| What this task involves |
Lines from the start of the data through the line containing "pub trait RandomSource" must be given again exactly. Leave the others out.

---- Dataset records

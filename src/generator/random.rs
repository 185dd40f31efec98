//! Randomness sources for question generation.
//!
//! Generators never reach for a global RNG; the caller passes a
//! [`RandomSource`]. Production runs use [`RngSource`] (seeded or from
//! entropy), tests pin outputs with [`SequenceSource`].

use rand::rngs::StdRng;
use rand::seq::SliceRandom;
use rand::{Rng, SeedableRng};

/// Uniform draws needed by the generators.
pub trait RandomSource {
    /// Uniform index in `0..len`. `len` must be non-zero.
    fn index(&mut self, len: usize) -> usize;

    /// Uniform float in `[0, 1)`.
    fn unit(&mut self) -> f64;

    /// Uniform integer in `low..=high`.
    fn int_inclusive(&mut self, low: i64, high: i64) -> i64 {
        if high <= low {
            return low;
        }
        let span = (high - low) as usize + 1;
        low + self.index(span) as i64
    }

    /// Uniform float in `[low, high]`; no draw is made when the range is empty.
    fn float_between(&mut self, low: f64, high: f64) -> f64 {
        if high <= low {
            return low;
        }
        low + self.unit() * (high - low)
    }

    /// Pick one element uniformly.
    fn choose<'a, T>(&mut self, items: &'a [T]) -> Option<&'a T>
    where
        Self: Sized,
    {
        if items.is_empty() {
            return None;
        }
        let i = self.index(items.len());
        items.get(i)
    }

    /// Uniform in-place shuffle (Fisher-Yates).
    fn shuffle<T>(&mut self, items: &mut [T])
    where
        Self: Sized,
    {
        for i in (1..items.len()).rev() {
            let j = self.index(i + 1);
            items.swap(i, j);
        }
    }
}

/// [`RandomSource`] backed by a `rand` generator.
#[derive(Debug, Clone)]
pub struct RngSource<R = StdRng> {
    rng: R,
}

impl RngSource<StdRng> {
    /// Reproducible source.
    pub fn seeded(seed: u64) -> Self {
        Self {
            rng: StdRng::seed_from_u64(seed),
        }
    }

    /// Source seeded from OS entropy.
    pub fn from_entropy() -> Self {
        Self {
            rng: StdRng::from_entropy(),
        }
    }

    /// Seeded when `seed` is given, entropy otherwise.
    pub fn from_seed_option(seed: Option<u64>) -> Self {
        match seed {
            Some(seed) => Self::seeded(seed),
            None => Self::from_entropy(),
        }
    }
}

impl<R: Rng> RandomSource for RngSource<R> {
    fn index(&mut self, len: usize) -> usize {
        self.rng.gen_range(0..len)
    }

    fn unit(&mut self) -> f64 {
        self.rng.gen_range(0.0..1.0)
    }

    fn shuffle<T>(&mut self, items: &mut [T]) {
        items.shuffle(&mut self.rng);
    }
}

/// Deterministic source replaying a fixed sequence of values.
///
/// Each draw takes the next value (cycling) and reduces it into range:
/// `index(len)` yields `value % len`, `unit()` yields `(value % 1000) / 1000`.
/// An empty sequence always yields zero.
#[derive(Debug, Clone, Default)]
pub struct SequenceSource {
    values: Vec<usize>,
    pos: usize,
}

impl SequenceSource {
    pub fn new(values: impl Into<Vec<usize>>) -> Self {
        Self {
            values: values.into(),
            pos: 0,
        }
    }

    /// Source whose every draw is zero: first context, and shuffles move
    /// the head to the back.
    pub fn zeros() -> Self {
        Self::default()
    }

    /// Number of draws made so far.
    pub fn draws(&self) -> usize {
        self.pos
    }

    fn next_value(&mut self) -> usize {
        let value = if self.values.is_empty() {
            0
        } else {
            self.values[self.pos % self.values.len()]
        };
        self.pos += 1;
        value
    }
}

impl RandomSource for SequenceSource {
    fn index(&mut self, len: usize) -> usize {
        self.next_value() % len.max(1)
    }

    fn unit(&mut self) -> f64 {
        (self.next_value() % 1000) as f64 / 1000.0
    }
}
//! Circle-packing geometry questions.
//!
//! K_i: `rows × cols` circles of radius r packed in a grid fill a rectangle
//! of `rows·2r` by `cols·2r`. Both sides are truncated toward zero for the
//! answer string.

use super::options::OptionSet;
use super::RandomSource;
use crate::models::{
    Arrangement, ConfigError, Curriculum, GeneratedQuestion, GenerationConfig, GeometryConfig,
    GeometryContext, PackingFigure, Result,
};
use std::path::Path;
use tracing::debug;

/// Bounds for randomly padded "W × L" distractors.
const PAD_MIN: i64 = 2;
const PAD_MAX: i64 = 12;

/// Pick a context, arrangement and radius, then build a question.
pub fn generate<R: RandomSource>(
    config: &GeometryConfig,
    settings: &GenerationConfig,
    rng: &mut R,
    image_path: Option<&Path>,
) -> Result<GeneratedQuestion> {
    if config.contexts.is_empty() {
        return Err(ConfigError::NoContexts("geometry").into());
    }
    let index = rng.index(config.contexts.len());
    let ctx = &config.contexts[index];
    let arrangement = *rng
        .choose(&ctx.arrangements)
        .ok_or_else(|| ConfigError::InvalidContext {
            kind: "geometry",
            index,
            reason: "no arrangements".to_string(),
        })?;
    let radius = sample_radius(ctx.radius_range, rng);

    build(
        ctx,
        arrangement,
        radius,
        config.curriculum(),
        settings,
        rng,
        image_path,
    )
}

/// Build a geometry question for a fixed layout and radius.
pub fn build<R: RandomSource>(
    ctx: &GeometryContext,
    arrangement: Arrangement,
    radius: f64,
    curriculum: Curriculum,
    settings: &GenerationConfig,
    rng: &mut R,
    image_path: Option<&Path>,
) -> Result<GeneratedQuestion> {
    let figure = PackingFigure {
        rows: arrangement.rows,
        cols: arrangement.cols,
        radius,
    };
    let (width, length) = (figure.width(), figure.length());

    let correct = dims(width, length);
    let mut set = OptionSet::new(correct.clone());
    set.offer_all(
        [dims(width / 2.0, length / 2.0), dims(length, width)],
        settings.option_count,
    );

    let attempts = set.fill(
        settings.option_count,
        settings.max_distractor_attempts,
        rng,
        |rng| {
            let w = rng.int_inclusive(PAD_MIN, PAD_MAX);
            let l = rng.int_inclusive(PAD_MIN, PAD_MAX);
            format!("{w} × {l}")
        },
    );

    let (options, correct_index) = set.finish("geometry", attempts, rng)?;

    debug!(
        arrangement = %arrangement,
        radius,
        correct = %correct,
        correct_index,
        "Generated geometry question"
    );

    let d = figure.diameter();
    Ok(GeneratedQuestion {
        question: format!(
            "The top view of a {} holding {} tightly packed {} is shown. Radius = {} cm. Find base dimensions.",
            ctx.container,
            arrangement.count(),
            ctx.objects,
            measure(radius)
        ),
        options,
        correct_index,
        explanation: format!(
            "{} × {} cm = {} cm and {} × {} cm = {} cm",
            arrangement.rows,
            measure(d),
            measure(width),
            arrangement.cols,
            measure(d),
            measure(length)
        ),
        curriculum,
        image_path: image_path.map(Path::to_path_buf),
        figure: Some(figure),
    })
}

/// Radius drawn from the configured range, to one decimal place.
///
/// A degenerate range returns its bound without consuming a draw.
fn sample_radius<R: RandomSource>((min, max): (f64, f64), rng: &mut R) -> f64 {
    if max <= min {
        return min;
    }
    let r = (rng.float_between(min, max) * 10.0).round() / 10.0;
    r.clamp(min, max)
}

/// "W × L" with both sides truncated toward zero.
fn dims(width: f64, length: f64) -> String {
    format!("{} × {}", width.trunc() as i64, length.trunc() as i64)
}

/// Decimal rendering that keeps one place for whole numbers ("3.0").
fn measure(value: f64) -> String {
    if value.is_finite() && value.fract() == 0.0 {
        format!("{value:.1}")
    } else {
        value.to_string()
    }
}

--------

| Solution to the exercise |
filename src/generator/random.rs
repository 185dd40f31efec98
//! Randomness sources for question generation.
//!
//! Generators never reach for a global RNG; the caller passes a
//! [`RandomSource`]. Production runs use [`RngSource`] (seeded or from
//! entropy), tests pin outputs with [`SequenceSource`].

use rand::rngs::StdRng;
use rand::seq::SliceRandom;
use rand::{Rng, SeedableRng};

/// Uniform draws needed by the generators.
pub trait RandomSource {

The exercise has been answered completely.